Figure 18.5 shows the Whickham data and the mortality ~ age * smoker prediction model constructed from it. The model is shown, as usual, with confidence bands. But that is not the appropriate form for the prediction.

To get the prediction, we simply train the model …

pred_model <- Whickham |> 
  mutate(mortality = zero_one(outcome, one="Dead")) |> 
  model_train(mortality ~ age * smoker)

… and apply the model to the predictor values relevant to the case at hand. Here, for illustration, we’ll predict the 20-year survival for a 50-year-old smoker. (Since all the Whickham data is about females, the prediction is effectively for a 50-year-old female.)

pred_model |> model_eval(age = 50, smoker = "Yes", interval = "none")
age smoker .output
50 Yes 0.24

The output of model_eval() is a data frame that repeats the values we gave for the predictor variables age and smoker and gives a model output (.output) as well. Since Whickham’s mortality variable is a two-level categorical variable, logistic regression was used to fit the model and the model output will always be between 0 and 1. We interpret the model output as the probability that the person described by the predictor values will die in the next 20 years: 24%.

The ideal form of a prediction for a categorical outcome lists every level of that variable and assigns a probability to each. In this case, since there are only two levels of the outcome, the probability of the second is simply one minus the probability of the first: \(0.76 = 1 - 0.24\).

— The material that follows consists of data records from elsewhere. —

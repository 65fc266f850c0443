use std::{error::Error, fmt::Display};

pub type TreeResult<T> = Result<T, TreeError>;

#[derive(Clone, Copy, Debug, PartialEq, Eq, Hash)]
pub enum TreeError {
    CapacityExceeded { actions: usize, branching_factor: usize },
    LengthMismatch { policy: usize, actions: usize },
    DuplicateAction,
    InvalidPrior,
    InvalidNoise,
    AlreadyExpanded,
    UnknownState,
    UnknownAction,
    InvariantViolation(&'static str),
}

impl Display for TreeError {
    fn fmt(&self, f: &mut std::fmt::Formatter<'_>) -> std::fmt::Result {
        use TreeError::*;
        match self {
            CapacityExceeded {
                actions,
                branching_factor,
            } => write!(
                f,
                "number of edges attached to the node exceeds the branching factor of the tree: {actions} > {branching_factor}"
            ),
            LengthMismatch { policy, actions } => write!(
                f,
                "policy and actions must have the same length (policy: {policy}, actions: {actions})"
            ),
            InvariantViolation(what) => write!(f, "tree invariant violated: {what}"),
            _ => write!(f, "{}", match self {
                DuplicateAction => "the same action was given twice for one state",
                InvalidPrior => "prior scores must be finite and non-negative",
                InvalidNoise => "dirichlet alpha must be finite and positive, and the noise ratio within [0, 1]",
                AlreadyExpanded => "state has already been expanded",
                UnknownState => "state has not been expanded",
                UnknownAction => "action is not an edge of this state",
                _ => unreachable!(),
            }),
        }
    }
}

impl Error for TreeError {}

Prediction for a 50-year old smoker.
outcome probability
Dead 24%
Alive 76%

In practice, most writers would give the probability of survival (76%) and leave it for the reader to infer the corresponding probability of mortality (24%).

The model value from a logistic model is the prediction.

When the response variable is a two-level categorical variable, which can be converted without loss to a zero-one variable, our preferred regression technique is called “logistic regression.” This will be discussed in Lesson 21 but you have already seen logistic regression graphically: the S-shaped curve running from zero to one.

The model value from logistic regression for any given set of inputs is a number in the range zero to one. Since the model value is a number, you might anticipate the need for a prediction interval around this number, just as for non-zero-one numerical variables. However, such an interval is not needed. The model value from logistic regression is itself in the proper form for a prediction. The model output is the probability assigned to the level of the response variable represented by the number 1. Since there are only two levels for a zero-one variable, the probability assigned to level 0 will be the complement of the probability assigned to level 1.

Example: Differential diagnosis

A patient comes to an urgent-care clinic with symptoms. The healthcare professional tries to diagnose what disease or illness the patient has. A diagnosis is a prediction. The inputs to the prediction are the symptoms—neck stiffness, a tremor, and so on—as well as facts about the person, such as age, sex, occupation, and family history. The prediction output is a set of probabilities, one for each medical condition that could cause the symptoms.

Doctors are trained to perform a differential diagnosis, where the current set of probabilities informs the choices of additional tests and treatments. The probabilities are updated based on the information gained from the tests and treatments. This update may suggest new tests or treatments, the results of which may drive a new update. The popular television drama House provides an example of the evolving predictions of differential diagnosis in every episode.